Onwards in the car we arrived in Fort Augustus for a late lunch sandwich just in time to watch the locks on the loch in action. I know these things are commonplace here and elsewhere in the world, but there is nothing like them in Australia as far as I’m aware, so I find them fascinating and fun! I love their practicality and their rationale, as well as the spectacle of them. These attracted a crowd, us included. I think I’d like to houseboat on Loch Ness! We could use a lock and get to find Nessy. What excitement that would be.

After scoffing our lunch we all set off, bound for our accommodation at Inverness. The others blasted off ahead in their cars, with a plan to meet up at Urquhart Castle. But I was in no hurry. I came here to see Nessy The Loch Ness Beastie. So, just along the way, we pulled over and climbed down to the edge of the loch.

I am not ashamed to say that I cupped my hands to my mouth and repeatedly called out “Nessy, Nessy, Nessy”. I was nothing short of thrilled and overwhelmed by the experience of being at Loch Ness, and when the Beastie popped up and called out “Janie, Janie, Janie” I nearly died a fan girl death! I think Jim Bean thought I had finally cracked!

Back in the car we met up with the convoy at the fence of the Urquhart Castle. It is definitely an imposing and impressive looking place, somewhere which I suspect a fair maiden could be rescued from by the Loch Ness Beastie. Onwards we arrived at our overnight accommodation, a huge former boarding house in Inverness. Now folk seem to be a bit derogatory about this town, but it looked nice to me, and it has a wonderful location, at the top of the loch. Again, I would like to come back here and explore. But for tonight, we stayed in, ate pizza, blethered away with everybody and eventually slept in our beds after a fabulous day of exploring this amazing part of Scotland!

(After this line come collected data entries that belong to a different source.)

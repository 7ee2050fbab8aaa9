//! Randomized launch parameters for new targets
//!
//! Horizontal velocity depends on which quarter of the field the target
//! spawns in, so every launch arcs back toward the center:
//!
//! ```text
//! | fast → | slow → | ← slow | ← fast |
//! 0       w/4     w/2     3w/4       w
//! ```
//!
//! Pure computation over an injected RNG; callers own the random source.

use glam::Vec2;
use rand::Rng;
use serde::{Deserialize, Serialize};

use crate::config::KinematicsConfig;
use crate::error::{ConfigError, RangeError};

/// Uniform integer distribution over an inclusive `[min, max]`
#[derive(Debug, Clone, Copy, PartialEq, Eq, Serialize, Deserialize)]
pub struct UniformRange {
    min: i32,
    max: i32,
}

impl UniformRange {
    pub fn new(min: i32, max: i32) -> Result<Self, RangeError> {
        if min > max {
            return Err(RangeError::Inverted { min, max });
        }
        Ok(Self { min, max })
    }

    #[inline]
    pub fn min(&self) -> i32 {
        self.min
    }

    #[inline]
    pub fn max(&self) -> i32 {
        self.max
    }

    #[inline]
    pub fn contains(&self, value: i32) -> bool {
        (self.min..=self.max).contains(&value)
    }

    pub fn sample<R: Rng + ?Sized>(&self, rng: &mut R) -> i32 {
        rng.random_range(self.min..=self.max)
    }
}

/// Horizontal quarter of the play field
#[derive(Debug, Clone, Copy, PartialEq, Eq, Serialize, Deserialize)]
pub enum Lane {
    FarLeft,
    CenterLeft,
    CenterRight,
    FarRight,
}

impl Lane {
    pub fn for_x(x: f32, field_width: f32) -> Self {
        let quarter = field_width / 4.0;
        if x < quarter {
            Lane::FarLeft
        } else if x < quarter * 2.0 {
            Lane::CenterLeft
        } else if x < quarter * 3.0 {
            Lane::CenterRight
        } else {
            Lane::FarRight
        }
    }

    /// +1 for rightward lanes, -1 for leftward
    pub fn direction(&self) -> f32 {
        match self {
            Lane::FarLeft | Lane::CenterLeft => 1.0,
            Lane::CenterRight | Lane::FarRight => -1.0,
        }
    }

    /// Outer lanes launch fast, inner lanes slow
    pub fn is_fast(&self) -> bool {
        matches!(self, Lane::FarLeft | Lane::FarRight)
    }
}

/// Initial body state handed to the physics delegate
#[derive(Debug, Clone, Copy, PartialEq, Serialize, Deserialize)]
pub struct LaunchParams {
    pub velocity: Vec2,
    pub angular_velocity: f32,
}

/// Validated launch sampler
#[derive(Debug, Clone)]
pub struct RandomKinematics {
    field_width: f32,
    spawn_x: UniformRange,
    spawn_y: f32,
    fast_lane: UniformRange,
    slow_lane: UniformRange,
    vertical: UniformRange,
    angular: UniformRange,
    velocity_scale: f32,
    angular_scale: f32,
}

impl RandomKinematics {
    /// Build from config; inverted ranges are rejected here, never at sample time
    pub fn new(config: &KinematicsConfig, field_width: f32) -> Result<Self, ConfigError> {
        Ok(Self {
            field_width,
            spawn_x: config.spawn_x.to_range("kinematics.spawn_x")?,
            spawn_y: config.spawn_y,
            fast_lane: config.fast_lane.to_range("kinematics.fast_lane")?,
            slow_lane: config.slow_lane.to_range("kinematics.slow_lane")?,
            vertical: config.vertical.to_range("kinematics.vertical")?,
            angular: config.angular.to_range("kinematics.angular")?,
            velocity_scale: config.velocity_scale,
            angular_scale: config.angular_scale,
        })
    }

    /// Scaled horizontal speed bounds for a lane (magnitude, before direction)
    pub fn horizontal_speed_range(&self, lane: Lane) -> (f32, f32) {
        let range = if lane.is_fast() { self.fast_lane } else { self.slow_lane };
        (
            range.min() as f32 * self.velocity_scale,
            range.max() as f32 * self.velocity_scale,
        )
    }

    /// Scaled vertical speed bounds
    pub fn vertical_speed_range(&self) -> (f32, f32) {
        (
            self.vertical.min() as f32 * self.velocity_scale,
            self.vertical.max() as f32 * self.velocity_scale,
        )
    }

    /// Scaled angular velocity bounds
    pub fn angular_range(&self) -> (f32, f32) {
        (
            self.angular.min() as f32 * self.angular_scale,
            self.angular.max() as f32 * self.angular_scale,
        )
    }

    /// Random spawn point along the launch line
    pub fn spawn_position<R: Rng + ?Sized>(&self, rng: &mut R) -> Vec2 {
        Vec2::new(self.spawn_x.sample(rng) as f32, self.spawn_y)
    }

    /// Launch velocity and spin for a target starting at column `x`
    pub fn launch_params_for<R: Rng + ?Sized>(&self, x: f32, rng: &mut R) -> LaunchParams {
        let lane = Lane::for_x(x, self.field_width);
        let speed_units = if lane.is_fast() {
            self.fast_lane.sample(rng)
        } else {
            self.slow_lane.sample(rng)
        };
        let vx = lane.direction() * speed_units as f32 * self.velocity_scale;
        let vy = self.vertical.sample(rng) as f32 * self.velocity_scale;
        let angular_velocity = self.angular.sample(rng) as f32 * self.angular_scale;

        LaunchParams {
            velocity: Vec2::new(vx, vy),
            angular_velocity,
        }
    }
}

#[cfg(test)]
mod tests {
    use super::*;
    use crate::consts::FIELD_WIDTH;
    use proptest::prelude::*;
    use rand::SeedableRng;
    use rand_pcg::Pcg32;

    fn kinematics() -> RandomKinematics {
        RandomKinematics::new(&KinematicsConfig::default(), FIELD_WIDTH).unwrap()
    }

    #[test]
    fn test_inverted_range_rejected() {
        assert_eq!(
            UniformRange::new(5, 3),
            Err(RangeError::Inverted { min: 5, max: 3 })
        );
        assert!(UniformRange::new(4, 4).is_ok());
    }

    #[test]
    fn test_inverted_config_rejected_at_construction() {
        let mut config = KinematicsConfig::default();
        config.slow_lane = crate::config::RangeSpec::new(5, 3);
        assert!(matches!(
            RandomKinematics::new(&config, FIELD_WIDTH),
            Err(ConfigError::Range { field: "kinematics.slow_lane", .. })
        ));
    }

    #[test]
    fn test_single_value_range_always_returns_it() {
        let range = UniformRange::new(9, 9).unwrap();
        let mut rng = Pcg32::seed_from_u64(1);
        for _ in 0..20 {
            assert_eq!(range.sample(&mut rng), 9);
        }
    }

    #[test]
    fn test_lane_classification() {
        assert_eq!(Lane::for_x(50.0, 1024.0), Lane::FarLeft);
        assert_eq!(Lane::for_x(255.9, 1024.0), Lane::FarLeft);
        assert_eq!(Lane::for_x(256.0, 1024.0), Lane::CenterLeft);
        assert_eq!(Lane::for_x(600.0, 1024.0), Lane::CenterRight);
        assert_eq!(Lane::for_x(768.0, 1024.0), Lane::FarRight);
        assert_eq!(Lane::for_x(960.0, 1024.0), Lane::FarRight);
    }

    #[test]
    fn test_leftmost_quarter_launches_fast_rightward() {
        let k = kinematics();
        let mut rng = Pcg32::seed_from_u64(12345);
        let params = k.launch_params_for(50.0, &mut rng);
        assert!(params.velocity.x > 0.0);
        assert!(params.velocity.x >= 8.0 * 40.0 && params.velocity.x <= 15.0 * 40.0);
    }

    #[test]
    fn test_lane_directions_and_speeds() {
        let k = kinematics();
        let mut rng = Pcg32::seed_from_u64(7);
        for (x, min, max) in [
            (100.0, 320.0, 600.0),
            (400.0, 120.0, 200.0),
            (600.0, -200.0, -120.0),
            (900.0, -600.0, -320.0),
        ] {
            for _ in 0..50 {
                let vx = k.launch_params_for(x, &mut rng).velocity.x;
                assert!(vx >= min && vx <= max, "x={x} vx={vx}");
            }
        }
    }

    #[test]
    fn test_same_seed_same_params() {
        let k = kinematics();
        let mut a = Pcg32::seed_from_u64(99);
        let mut b = Pcg32::seed_from_u64(99);
        for x in [64.0, 300.0, 700.0, 960.0] {
            assert_eq!(k.launch_params_for(x, &mut a), k.launch_params_for(x, &mut b));
        }
    }

    proptest! {
        #[test]
        fn prop_launch_params_within_bounds(seed: u64, x in 0.0f32..1024.0) {
            let k = kinematics();
            let mut rng = Pcg32::seed_from_u64(seed);
            let params = k.launch_params_for(x, &mut rng);

            let (vy_min, vy_max) = k.vertical_speed_range();
            prop_assert!(params.velocity.y >= vy_min && params.velocity.y <= vy_max);

            let (w_min, w_max) = k.angular_range();
            prop_assert!(params.angular_velocity >= w_min && params.angular_velocity <= w_max);

            let lane = Lane::for_x(x, FIELD_WIDTH);
            let (s_min, s_max) = k.horizontal_speed_range(lane);
            let speed = params.velocity.x.abs();
            prop_assert!(speed >= s_min && speed <= s_max);
            prop_assert_eq!(params.velocity.x.signum(), lane.direction());
        }

        #[test]
        fn prop_spawn_position_on_launch_line(seed: u64) {
            let k = kinematics();
            let mut rng = Pcg32::seed_from_u64(seed);
            let pos = k.spawn_position(&mut rng);
            prop_assert!(pos.x >= 64.0 && pos.x <= 960.0);
            prop_assert_eq!(pos.y, -128.0);
        }
    }
}
//! Per-frame session update
//!
//! Frame order:
//! 1. advance the clock and fire due scheduled actions
//! 2. pull positions from the physics delegate
//! 3. stop the hazard fuse once no hazard is live
//! 4. remove targets below the exit line (collect, then remove), then
//!    recheck the fuse so a hazard leaving this frame silences it now
//! 5. let the sequencer queue the next wave if the board is clear

use glam::Vec2;
use serde::{Deserialize, Serialize};

use super::schedule::{ScheduledAction, ScheduledEntry};
use super::session::GameSession;
use super::state::{SessionEvent, SliceHit};
use super::target::{KindChoice, TargetId, TargetKind, TargetState};
use crate::host::{Effect, Host};

/// Pointer input delivered by the host
#[derive(Debug, Clone, Copy, PartialEq, Serialize, Deserialize)]
pub enum InputEvent {
    Begin(Vec2),
    Sample(Vec2),
    End,
}

impl GameSession {
    /// Route one input event; only samples can slice
    pub fn handle_input<H: Host + ?Sized>(&mut self, event: InputEvent, host: &mut H) -> Vec<SliceHit> {
        match event {
            InputEvent::Begin(point) => {
                self.gesture_begin(point, host);
                Vec::new()
            }
            InputEvent::Sample(point) => self.on_gesture_sample(point, host),
            InputEvent::End => {
                self.gesture_end(host);
                Vec::new()
            }
        }
    }

    /// Advance the session by `dt` seconds of host time
    pub fn on_tick<H: Host + ?Sized>(&mut self, dt: f32, host: &mut H) {
        self.clock += dt.max(0.0) as f64;

        for entry in self.schedule.drain_due(self.clock) {
            self.fire(entry, host);
        }

        if self.state.game_ended {
            return;
        }

        self.sync_positions(host);
        self.update_hazard_cue(host);
        self.resolve_exits(host);
        self.update_hazard_cue(host);

        if self.state.game_ended {
            return;
        }
        let active = self.active_target_count();
        self.sequencer.tick(active, self.clock, &mut self.schedule);
    }

    /// Run a scheduled action; spawns drop themselves once the game is over
    fn fire<H: Host + ?Sized>(&mut self, entry: ScheduledEntry, host: &mut H) {
        match entry.action {
            ScheduledAction::TossWave => {
                if self.state.game_ended {
                    log::debug!("Dropping queued wave: game over");
                    return;
                }
                self.toss_wave(entry.fire_at, host);
            }
            ScheduledAction::ChainSpawn { wave } => {
                if self.state.game_ended {
                    log::debug!("Dropping chain spawn from wave {wave}: game over");
                    return;
                }
                self.spawn_target(KindChoice::Random, host);
            }
            ScheduledAction::SwooshFinished => self.swoosh_active = false,
        }
    }

    /// Chain members are timed from `fired_at`, the wave's own due time
    fn toss_wave<H: Host + ?Sized>(&mut self, fired_at: f64, host: &mut H) {
        let was_exhausted = self.sequencer.is_exhausted();
        let Some(dispatch) = self.sequencer.toss_next_wave(fired_at, &mut self.schedule) else {
            if !was_exhausted && self.sequencer.is_exhausted() {
                self.events.push(SessionEvent::SequenceExhausted);
            }
            return;
        };

        host.set_world_time_scale(dispatch.physics_speed);
        self.waves_tossed += 1;
        self.events.push(SessionEvent::WaveTossed {
            index: dispatch.index,
            pattern: dispatch.pattern,
        });
        for choice in dispatch.immediate {
            self.spawn_target(*choice, host);
        }
    }

    fn sync_positions<H: Host + ?Sized>(&mut self, host: &mut H) {
        for target in &mut self.targets {
            if let Some(position) = host.current_position(target.id) {
                target.sync_position(position);
            }
        }
    }

    fn update_hazard_cue<H: Host + ?Sized>(&mut self, host: &mut H) {
        if self.hazard_cue.is_none() {
            return;
        }
        let hazard_live = self.targets.iter().any(|t| t.is_alive() && t.is_hazard());
        if !hazard_live {
            self.hazard_cue = None;
            host.stop_effect(Effect::HazardFuse);
        }
    }

    /// Dropped regular targets cost a life; dropped hazards are harmless.
    fn resolve_exits<H: Host + ?Sized>(&mut self, host: &mut H) {
        let exit_y = self.config.field.exit_y;
        let exited: Vec<TargetId> = self
            .targets
            .iter()
            .filter(|t| t.has_exited(exit_y))
            .map(|t| t.id)
            .collect();

        for id in exited {
            let Some(target) = self.remove_target(id, TargetState::ExitedBounds, host) else {
                continue;
            };
            self.events.push(SessionEvent::TargetExited {
                id,
                kind: target.kind,
            });
            match target.kind {
                TargetKind::Regular => self.subtract_life(host),
                TargetKind::Hazard => log::debug!("Hazard {id} fell out of play"),
            }
        }
    }
}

Friday 1st September (day 33)
It was truly wonderful to wake up in a house full of my family, and then make and eat breakfast together. I suppose many families have done this many times, but when a family is as diversely distributed across the world as ours, it’s a rarity that takes on a special meaning, despite its mundaneness. After cleaning up and re-packing the cars, we bid farewell to our supersized house and headed off towards today’s adventures.

Not far out of Inverness we arrived at Culloden, at the place where the battle between The Governor of England and Prince Charles’ armies took place. Of course this history is not told at school in Australia, so I had a lot to catch up on, but the excellent information centre did a great job of telling both an abridged and thorough version of the battle and its prequel. From what I can tell, Bonnie Prince Charlie, who we saw yesterday atop the plinth at (where), headed down into England to have a word with (who) about who owned what. It seems he got a bit greedy and decided he would like the borders redrawn, in favour of Scotland. Naturally that wasn’t well received, and he and his troops were sent packing, with battles fought all the way back to Culloden.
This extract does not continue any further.